CAZ: Kannst du kurz das eigentliche Prinzip der Luftverbesserung mithilfe von Moos erklären?
Peter Sänger: Wir mussten neue Wege gehen, um die Moose in ein technisches Set-up zu kriegen, wo sie aktiv durchlüftet werden, so sind unsere CityTrees entstanden. Sie funktionieren eigentlich wie Staubsauger, die die Luft aktiv ansaugen und durch die Moose durchströmen lassen. Dabei bleibt Feinstaub and den Moosen haften und wird so herausgefiltert. Gleichzeitig sind die Moose mit Wasser befeuchtet, das durch die Verdunstung auch in die Außenluft gelangt. Auf diese Weise entsteht ein kühlender Effekt. Also staubige trockene Luft rein und durch die Moose frisch und feucht wieder raus. Und das mit einem Organismus, der super langlebig und nachhaltig ist.

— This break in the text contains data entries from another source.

//! Date and period normalization.
//!
//! Raw sources disagree on how they write dates: Excel serial numbers,
//! `MM/DD/YYYY hh:mm:ss AM` timestamps, `YYYYMM` integers, ISO strings, or a
//! year header paired with a month name. Everything collapses into a
//! [`Period`] (calendar month) or a bare year.

use chrono::{DateTime, Datelike, Duration, NaiveDate, NaiveDateTime};
use serde::{Deserialize, Deserializer, Serialize, Serializer};
use std::fmt;
use std::str::FromStr;

/// A calendar month, rendered as `YYYY-MM`.
///
/// Field order makes the derived ordering chronological.
#[derive(Debug, Clone, Copy, PartialEq, Eq, PartialOrd, Ord, Hash)]
pub struct Period {
    year: i32,
    month: u32,
}

/// Month-name lookup. Both short and long spellings appear in the source
/// spreadsheets (`Jun` and `June` side by side).
static MONTH_NAMES: &[(&str, u32)] = &[
    ("jan", 1),
    ("january", 1),
    ("feb", 2),
    ("february", 2),
    ("mar", 3),
    ("march", 3),
    ("apr", 4),
    ("april", 4),
    ("may", 5),
    ("jun", 6),
    ("june", 6),
    ("jul", 7),
    ("july", 7),
    ("aug", 8),
    ("august", 8),
    ("sep", 9),
    ("sept", 9),
    ("september", 9),
    ("oct", 10),
    ("october", 10),
    ("nov", 11),
    ("november", 11),
    ("dec", 12),
    ("december", 12),
];

const TIMESTAMP_FORMATS: &[&str] = &[
    "%m/%d/%Y %I:%M:%S %p",
    "%m/%d/%Y %I:%M %p",
    "%m/%d/%Y %H:%M:%S",
    "%m/%d/%Y %H:%M",
    "%Y-%m-%dT%H:%M:%S%.f",
    "%Y-%m-%d %H:%M:%S%.f",
];

impl Period {
    /// Builds a period without validation. Only for literals known to be valid.
    pub(crate) const fn from_parts(year: i32, month: u32) -> Self {
        Self { year, month }
    }

    /// Returns `None` unless the year has four digits and the month is 1–12.
    pub fn new(year: i32, month: u32) -> Option<Self> {
        if (1000..=9999).contains(&year) && (1..=12).contains(&month) {
            Some(Self { year, month })
        } else {
            None
        }
    }

    pub fn year(&self) -> i32 {
        self.year
    }

    pub fn from_date(date: NaiveDate) -> Option<Self> {
        Self::new(date.year(), date.month())
    }

    /// Splits a six-digit `YYYYMM` integer, e.g. `202503` → `2025-03`.
    pub fn from_yyyymm(value: i64) -> Option<Self> {
        if !(100_000..=999_999).contains(&value) {
            return None;
        }
        let year = i32::try_from(value / 100).ok()?;
        let month = u32::try_from(value % 100).ok()?;
        Self::new(year, month)
    }

    /// Combines a year header with a month-name header cell.
    pub fn from_year_and_month_name(year: i32, month_name: &str) -> Option<Self> {
        Self::new(year, month_number(month_name)?)
    }

    pub fn from_excel_serial(serial: f64) -> Option<Self> {
        Self::from_date(excel_serial_to_datetime(serial)?.date())
    }

    /// Parses any of the string shapes the raw sources use.
    ///
    /// - `MM/DD/YYYY` with an optional time suffix
    /// - six digits `YYYYMM`
    /// - ISO-like strings, truncated to their first ten characters
    /// - a bare `YYYY-MM`
    pub fn parse(raw: &str) -> Option<Self> {
        let s = raw.trim();
        if s.is_empty() {
            return None;
        }
        if s.contains('/') {
            return Self::from_date(parse_slash_date(s)?);
        }
        if s.len() == 6 && s.bytes().all(|b| b.is_ascii_digit()) {
            return Self::from_yyyymm(s.parse().ok()?);
        }
        let head = s.get(..10).unwrap_or(s);
        if let Ok(date) = NaiveDate::parse_from_str(head, "%Y-%m-%d") {
            return Self::from_date(date);
        }
        s.parse().ok()
    }
}

impl fmt::Display for Period {
    fn fmt(&self, f: &mut fmt::Formatter<'_>) -> fmt::Result {
        write!(f, "{:04}-{:02}", self.year, self.month)
    }
}

/// Strict `YYYY-MM` parsing, the canonical rendering.
impl FromStr for Period {
    type Err = anyhow::Error;

    fn from_str(s: &str) -> Result<Self, Self::Err> {
        let (year, month) = s
            .split_once('-')
            .ok_or_else(|| anyhow::anyhow!("period '{s}' is not YYYY-MM"))?;
        if year.len() != 4 || month.len() != 2 {
            anyhow::bail!("period '{s}' is not YYYY-MM");
        }
        Self::new(year.parse()?, month.parse()?)
            .ok_or_else(|| anyhow::anyhow!("period '{s}' is out of range"))
    }
}

impl Serialize for Period {
    fn serialize<S: Serializer>(&self, serializer: S) -> Result<S::Ok, S::Error> {
        serializer.collect_str(self)
    }
}

impl<'de> Deserialize<'de> for Period {
    fn deserialize<D: Deserializer<'de>>(deserializer: D) -> Result<Self, D::Error> {
        let raw = String::deserialize(deserializer)?;
        raw.parse().map_err(serde::de::Error::custom)
    }
}

/// Maps `Jan`, `June`, `sept`, ... to a month number. Case-insensitive.
pub fn month_number(name: &str) -> Option<u32> {
    let needle = name.trim().to_ascii_lowercase();
    MONTH_NAMES
        .iter()
        .find(|(candidate, _)| *candidate == needle)
        .map(|(_, month)| *month)
}

/// Reads the leading four-digit year of strings like `2019-01-01` or `2019`.
pub fn parse_year(raw: &str) -> Option<i32> {
    let head = raw.trim().get(..4)?;
    if !head.bytes().all(|b| b.is_ascii_digit()) {
        return None;
    }
    head.parse().ok()
}

/// Parses the date part of `MM/DD/YYYY[ HH:MM:SS AM]`.
pub fn parse_slash_date(raw: &str) -> Option<NaiveDate> {
    let date_part = raw.split_whitespace().next()?;
    NaiveDate::parse_from_str(date_part, "%m/%d/%Y").ok()
}

/// Parses a full call-record timestamp. Date-only values land on midnight.
pub fn parse_timestamp(raw: &str) -> Option<NaiveDateTime> {
    let s = raw.trim();
    if s.is_empty() {
        return None;
    }
    if let Some(parsed) = TIMESTAMP_FORMATS
        .iter()
        .find_map(|format| NaiveDateTime::parse_from_str(s, format).ok())
    {
        return Some(parsed);
    }
    if let Ok(with_offset) = DateTime::parse_from_rfc3339(s) {
        return Some(with_offset.naive_local());
    }
    if s.contains('/') {
        return parse_slash_date(s)?.and_hms_opt(0, 0, 0);
    }
    NaiveDate::parse_from_str(s, "%Y-%m-%d").ok()?.and_hms_opt(0, 0, 0)
}

/// Serial of 9999-12-31, the last date Excel can represent.
const MAX_EXCEL_SERIAL: f64 = 2_958_465.0;

/// Converts an Excel serial date (days since 1899-12-30) to a timestamp.
/// Serials outside Excel's date range yield `None`.
pub fn excel_serial_to_datetime(serial: f64) -> Option<NaiveDateTime> {
    if !serial.is_finite() || !(1.0..=MAX_EXCEL_SERIAL).contains(&serial) {
        return None;
    }
    let epoch = NaiveDate::from_ymd_opt(1899, 12, 30)?.and_hms_opt(0, 0, 0)?;
    let days = Duration::try_days(serial.trunc() as i64)?;
    let seconds = Duration::try_seconds((serial.fract() * 86_400.0).round() as i64)?;
    epoch.checked_add_signed(days + seconds)
}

CAZ: Wie werden die Moose denn bewässert? Kommt da regelmäßig jemand vorbei und gießt die City Trees?
Peter Sänger: Das läuft alles vollautomatisch. Wir wollten bewusst vermeiden, dass sich jemand ständig darum kümmern muss. Da kommen unser Co-Gründer Liang und sein Team mit IT-Expertise ins Spiel. Die CityTrees haben eine intelligente Steuerung mit Sensoren, die herausfinden, wie viel Wasser das Moos gerade braucht, wie viel Durchlüftung möglich und nötig ist und wie gut die Performance des Mooses in Echtzeit ist. Wir arbeiten zur Versorgung mit einem Wassertank oder einer direkten Wasser-Leitung. Im besten Fall nutzen wir Regenwasser, das ist nachhaltig und sinnvoll und kann zum Beispiel durch angeschlossene Tanks Starkregen abpuffern, das gespeicherte Wasser dann über die Moose verdunstet werden.
CAZ: Green City Solutions ist immer mehr gewachsen und inzwischen in der Nähe von Berlin angesiedelt. Hast du einen Tipp für Studierende, die eine gute Idee haben und diese professionell umsetzen wollen?
Peter Sänger: Unbedingt ausprobieren! Es nicht zu versuchen, ist die schlechtere Option. Es gibt viele Bereiche, die derzeit dringend nach Innovationen suchen. Wenn das Thema gerade viel diskutiert wird und Leute interessiert, ist es, glaube ich, nicht so schwer, zu gründen und die richtigen ersten Schritte zu gehen. Bei den Gründerinitiativen der Hochschulen kann man sich nützliche Tipps abholen. Es kann auch helfen, einfach mal im ersten Schritt den Professor anzusprechen oder jemanden, der sich mit BWL auskennt, um die wichtigsten Kennzahlen zu diskutieren und einen groben Blick auf die Finanzplanung zu werfen. Auch von der IHK gibt es Gründerseminare für den Start.
CAZ: Das hört sich erst mal gar nicht so schwer an …
Peter Sänger: Man sollte sich aber auch bewusst machen, dass eigenes Gründen viel Verantwortung, viel Arbeit, viel Ausprobieren und manchmal auch viel Ungewissheit bedeutet. Dafür sollte man schon auch gemacht sein. Es ist nicht schlimm, wenn man das nicht ist. Dann gibt es auch viele andere gute Möglichkeiten, sich einzubringen und Impact zu erzeugen. Und von Gegenwind darf man sich nicht aus der Ruhe bringen lassen. Letztendlich steht und fällt alles mit einem guten Team, deshalb gibt es auch kein Patentrezept für ein erfolgreiches Start-up. Man muss sich einfach vor Augen halten: Wenn ein neues Produkt einfach und ohne Risiko wäre, wäre es wahrscheinlich längst da.